Judge Courboulay held that the first two issues did not preclude the opt-out being effective, albeit that the opt-out would only take effect from the date of registration of the second co-proprietor. However, on the third issue the patentees had not adequately demonstrated that the individual who filed the initial application and correction had legal authority to do so. In this case, the individual was a junior employee of one of the two co-proprietors, being the personal assistant of the IP director. The Rules of Procedure are silent on who can file an opt-out application on the part of a legal person, and the Judge held that it was a matter of national law concerning the legal person(s) in question (in this case both companies were incorporated under the laws of the fictional country of Ruritania). Although the patentees had provided some evidence that the two proprietors intended that the patent be opted out, the patentees had not provided sufficient evidence that the personal assistant had adequate legal capacity under the corporate laws of Ruritania to act on behalf of the two companies. The opt-out was therefore declared ineffective.

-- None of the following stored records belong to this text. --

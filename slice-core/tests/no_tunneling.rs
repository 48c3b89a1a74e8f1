//! Randomized fast crossings: blade and fruit both move far within one frame,
//! so checking only end-of-frame positions would miss most of these.

use glam::Vec2;
use slice_core::collision::CollisionEngine;
use slice_core::fruit::{Fruit, FruitId, FruitKind, FruitSet};
use slice_core::gesture::SliceSegment;
use slice_core::physics::PhysicsEngine;
use slice_core::rng::SeededRng;
use slice_core::tracker::HandSample;
use slice_core::{FrameInput, GameConfig, Session};

const FRAME: f32 = 1.0 / 30.0;
const SUBSTEPS: u32 = 64;

struct Case {
    fruit_start: Vec2,
    fruit_velocity: Vec2,
    radius: f32,
    blade_from: Vec2,
    blade_to: Vec2,
}

fn random_case(rng: &mut SeededRng) -> Case {
    let fruit_start = Vec2::new(rng.next_range_f32(0.2, 0.8), rng.next_range_f32(0.2, 0.8));
    let fruit_velocity = Vec2::new(rng.next_range_f32(-6.0, 6.0), rng.next_range_f32(-6.0, 6.0));
    let blade_from = Vec2::new(rng.next_range_f32(0.0, 1.0), rng.next_range_f32(0.0, 1.0));
    let blade_to = Vec2::new(rng.next_range_f32(0.0, 1.0), rng.next_range_f32(0.0, 1.0));
    Case {
        fruit_start,
        fruit_velocity,
        radius: rng.next_range_f32(0.01, 0.03),
        blade_from,
        blade_to,
    }
}

fn fruit_for(case: &Case) -> Fruit {
    let mut fruit = Fruit::new(
        FruitId(0),
        FruitKind::Apple,
        case.fruit_start,
        case.fruit_velocity,
        case.radius,
        0.0,
    );
    fruit.radius = case.radius;
    fruit
}

/// Distance from `p` to segment `a..b`.
fn point_segment_distance(p: Vec2, a: Vec2, b: Vec2) -> f32 {
    slice_core::collision::point_segment_distance_sq(p, a, b).sqrt()
}

/// Dense sampling of the fruit's arc against the swept blade. The blade has
/// swept its whole segment by the end of the frame, so any sampled fruit
/// position within reach of the segment is a contact.
fn touches_during_frame(case: &Case, physics: &PhysicsEngine) -> bool {
    let mut fruit = fruit_for(case);
    let dt = FRAME / SUBSTEPS as f32;
    for _ in 0..=SUBSTEPS {
        if point_segment_distance(fruit.position, case.blade_from, case.blade_to) < case.radius * 0.95 {
            return true;
        }
        physics.integrate(&mut fruit, dt);
    }
    false
}

#[test]
fn swept_test_never_misses_a_contact() {
    let config = GameConfig::default();
    let physics = PhysicsEngine::new(&config);
    let collision = CollisionEngine::new(&config);
    let mut rng = SeededRng::new(0xC0FF_EE11);

    let mut contacts = 0;
    let mut endpoint_misses = 0;
    for _ in 0..4_000 {
        let case = random_case(&mut rng);
        if !touches_during_frame(&case, &physics) {
            continue;
        }
        contacts += 1;

        // Advance the real fruit over the frame in the same fixed steps the
        // session would use.
        let mut set = FruitSet::new();
        let id = set.allocate_id();
        let mut fruit = fruit_for(&case);
        fruit.id = id;
        set.insert(fruit);
        set.mark_frame_origins();
        let step = FRAME / SUBSTEPS as f32;
        for _ in 0..SUBSTEPS {
            physics.step(&mut set, step);
        }

        let end = set.get(id).expect("fruit present").position;
        if point_segment_distance(end, case.blade_from, case.blade_to) > case.radius {
            endpoint_misses += 1;
        }

        let segment = SliceSegment::new(case.blade_from, case.blade_to, 0.0, FRAME as f64, 30.0);
        let hits = collision
            .resolve_slices(&[segment], &mut set, FRAME, 0.0)
            .expect("legal transitions");
        assert_eq!(hits.len(), 1, "tunneled through {:?}", case.blade_from);
    }

    assert!(contacts > 50, "only {contacts} contacts generated");
    assert!(
        endpoint_misses > 0,
        "cases should include crossings an end-of-frame check would miss"
    );
}

#[test]
fn distant_blade_is_never_a_hit() {
    let config = GameConfig::default();
    let collision = CollisionEngine::new(&config);
    let mut set = FruitSet::new();
    let id = set.allocate_id();
    set.insert(Fruit::new(
        id,
        FruitKind::Apple,
        Vec2::new(0.2, 0.2),
        Vec2::new(0.5, 0.0),
        0.05,
        0.0,
    ));
    set.mark_frame_origins();
    let segment = SliceSegment::new(Vec2::new(0.7, 0.7), Vec2::new(0.9, 0.9), 0.0, 0.03, 10.0);
    let hits = collision
        .resolve_slices(&[segment], &mut set, FRAME, 0.0)
        .expect("legal transitions");
    assert!(hits.is_empty());
}

/// Hand path whose consecutive points are far enough apart that every
/// sub-segment is fast enough to keep a slice going.
fn random_hand_path(rng: &mut SeededRng, points: usize) -> Vec<Vec2> {
    let mut path: Vec<Vec2> = Vec::with_capacity(points);
    while path.len() < points {
        let candidate = Vec2::new(rng.next_range_f32(0.0, 1.0), rng.next_range_f32(0.0, 1.0));
        if path.last().map_or(true, |last| last.distance(candidate) > 0.08) {
            path.push(candidate);
        }
    }
    path
}

fn near_polyline(point: Vec2, path: &[Vec2], reach: f32) -> bool {
    path.windows(2)
        .any(|pair| point_segment_distance(point, pair[0], pair[1]) < reach)
}

#[test]
fn several_samples_in_one_frame_never_skip_a_fruit() {
    const SESSION_FRAME: f64 = 1.0 / 60.0;
    let mut rng = SeededRng::new(0x5A11_CE55);

    let mut contacts = 0;
    let mut chord_misses = 0;
    for _ in 0..1_500 {
        let radius = rng.next_range_f32(0.015, 0.04);
        let config = GameConfig {
            spawn_rate: 0.0,
            tracker_smoothing: 1.0,
            fruit_radius: radius,
            ..GameConfig::default()
        };
        let mut session = Session::new(config, 1).expect("valid config");
        session
            .tick(FrameInput::new(SESSION_FRAME).with_start())
            .expect("start frame");

        let points = 2 + rng.next_int(3) as usize;
        let hand = random_hand_path(&mut rng, points);
        let anchor_at = session.clock() + SESSION_FRAME;
        session
            .tick(
                FrameInput::new(SESSION_FRAME)
                    .with_sample(HandSample::new(anchor_at, hand[0].x, hand[0].y, 1.0)),
            )
            .expect("anchor frame");

        let start = Vec2::new(rng.next_range_f32(0.2, 0.8), rng.next_range_f32(0.2, 0.8));
        let velocity = Vec2::new(rng.next_range_f32(-6.0, 6.0), rng.next_range_f32(-6.0, 6.0));
        let id = session.inject_fruit(FruitKind::Apple, start, velocity);

        let frame_end = anchor_at + SESSION_FRAME;
        let later = hand.len() - 1;
        let samples = hand[1..]
            .iter()
            .enumerate()
            .map(|(index, point)| {
                let at = anchor_at + SESSION_FRAME * (index + 1) as f64 / later as f64;
                HandSample::new(at.min(frame_end), point.x, point.y, 1.0)
            })
            .collect();
        let snapshot = session
            .tick(FrameInput::new(SESSION_FRAME).with_samples(samples))
            .expect("slice frame");
        let end = session.fruits().get(id).expect("fruit tracked").position;

        let touched = (0..=SUBSTEPS).any(|step| {
            let point = start.lerp(end, step as f32 / SUBSTEPS as f32);
            near_polyline(point, &hand, radius * 0.95)
        });
        if !touched {
            continue;
        }
        contacts += 1;

        let chord = [hand[0], hand[later]];
        if (0..=SUBSTEPS).all(|step| {
            let point = start.lerp(end, step as f32 / SUBSTEPS as f32);
            !near_polyline(point, &chord, radius)
        }) {
            chord_misses += 1;
        }

        assert_eq!(
            snapshot.hits().count(),
            1,
            "hand {hand:?} skipped fruit moving {start:?} -> {end:?}"
        );
    }

    assert!(contacts > 30, "only {contacts} contacts generated");
    assert!(
        chord_misses > 0,
        "cases should include paths whose first-to-last chord misses the fruit"
    );
}
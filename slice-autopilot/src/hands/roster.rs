use serde::Serialize;

use super::hunter::{HunterConfig, HunterHand};
use super::sweeper::{SweeperConfig, SweeperHand};
use super::{HandManifestEntry, IdleHand, SensorConfig, SyntheticHand};

#[derive(Clone, Copy, Debug, Serialize)]
#[serde(tag = "style", rename_all = "snake_case")]
enum HandStyle {
    Idle,
    Sweeper(SweeperConfig),
    Hunter(HunterConfig),
}

impl HandStyle {
    fn family(self) -> &'static str {
        match self {
            Self::Idle => "idle",
            Self::Sweeper(_) => "sweeper",
            Self::Hunter(_) => "hunter",
        }
    }
}

#[derive(Clone, Copy, Debug, Serialize)]
struct HandProfile {
    id: &'static str,
    description: &'static str,
    style: HandStyle,
}

const STEADY_SENSOR: SensorConfig = SensorConfig {
    sample_rate_hz: 60.0,
    jitter: 0.003,
    low_confidence_chance: 0.02,
};

const WEBCAM_SENSOR: SensorConfig = SensorConfig {
    sample_rate_hz: 30.0,
    jitter: 0.004,
    low_confidence_chance: 0.03,
};

const SHAKY_SENSOR: SensorConfig = SensorConfig {
    sample_rate_hz: 30.0,
    jitter: 0.012,
    low_confidence_chance: 0.12,
};

const HAND_PROFILES: &[HandProfile] = &[
    HandProfile {
        id: "idle",
        description: "No hand in view. Baseline for how long a round lasts untouched.",
        style: HandStyle::Idle,
    },
    HandProfile {
        id: "sweeper",
        description: "Blind back-and-forth sweeps across the upper field at webcam rate.",
        style: HandStyle::Sweeper(SweeperConfig {
            sensor: WEBCAM_SENSOR,
            amplitude: 0.38,
            period_seconds: 1.1,
            height: 0.42,
            height_sway: 0.22,
            sway_period_seconds: 4.3,
        }),
    },
    HandProfile {
        id: "hunter",
        description: "Targets the lowest fruit and swipes through its predicted position.",
        style: HandStyle::Hunter(HunterConfig {
            sensor: STEADY_SENSOR,
            stroke_length: 0.45,
            stroke_seconds: 0.12,
            rest_seconds: 0.2,
            bomb_clearance: 0.06,
            min_target_y: 0.08,
            max_target_y: 0.92,
        }),
    },
    HandProfile {
        id: "hunter-shaky",
        description: "Hunter behind a noisy low-rate detector with frequent dropouts.",
        style: HandStyle::Hunter(HunterConfig {
            sensor: SHAKY_SENSOR,
            stroke_length: 0.5,
            stroke_seconds: 0.15,
            rest_seconds: 0.22,
            bomb_clearance: 0.08,
            min_target_y: 0.1,
            max_target_y: 0.9,
        }),
    },
];

pub fn hand_ids() -> Vec<&'static str> {
    HAND_PROFILES.iter().map(|profile| profile.id).collect()
}

pub fn describe_hands() -> Vec<(&'static str, &'static str)> {
    HAND_PROFILES
        .iter()
        .map(|profile| (profile.id, profile.description))
        .collect()
}

pub fn create_hand(id: &str) -> Option<Box<dyn SyntheticHand + Send>> {
    let profile = HAND_PROFILES.iter().find(|profile| profile.id == id)?;
    let hand: Box<dyn SyntheticHand + Send> = match profile.style {
        HandStyle::Idle => Box::new(IdleHand),
        HandStyle::Sweeper(cfg) => Box::new(SweeperHand::new(profile.id, profile.description, cfg)),
        HandStyle::Hunter(cfg) => Box::new(HunterHand::new(profile.id, profile.description, cfg)),
    };
    Some(hand)
}

/// FNV-1a over the profile's JSON encoding.
fn hash_json(value: &serde_json::Value) -> Option<String> {
    let encoded = serde_json::to_vec(value).ok()?;
    let digest = encoded.iter().fold(0x811C_9DC5u32, |hash, byte| {
        (hash ^ *byte as u32).wrapping_mul(0x0100_0193)
    });
    Some(format!("{digest:08x}"))
}

pub fn hand_manifest_entries() -> Vec<HandManifestEntry> {
    HAND_PROFILES
        .iter()
        .filter_map(|profile| {
            let config = serde_json::to_value(profile).ok()?;
            Some(HandManifestEntry {
                id: profile.id.to_string(),
                family: profile.style.family().to_string(),
                description: profile.description.to_string(),
                config_hash: hash_json(&config)?,
                config,
            })
        })
        .collect()
}

pub fn hand_fingerprint(id: &str) -> Option<String> {
    hand_manifest_entries()
        .into_iter()
        .find(|entry| entry.id == id)
        .map(|entry| entry.config_hash)
}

Attendees were also treated to a round table panel discuss on opt-out strategies, including representatives from the pharmaceutical industry (Marie Catillon of Sanofi), telecommunications industry (Fredrik Egrelius of Ericsson) and mechanical industry (Joachim Bee of Robert Bosch), as well private practice (Blandine Tarrère of Santarelli). All industry representatives indicated that strategies were still evolving, particularly due to uncertainty about the identity of the judges and also how judges would address particular issues facing their respective industries, such as SPCs, the Bolar-type exemption and relief in relation to standard essential patents. However, no one company intended to operate entirely outside or within the UPC, and decisions on which patents to opt out would be determined on a patent-by-patent or product-by-product basis.
For those unable to attend the day, a video recording is available to view at http://www.opinews.com/ujub/, which includes links to the presentations and the mock trial documents.
*The French UJUB (Union pour la Juridiction unifiée du brevet/Union for the Unified Patent Court) is an association founded in Paris by all French professionals interested in the success of the UPC.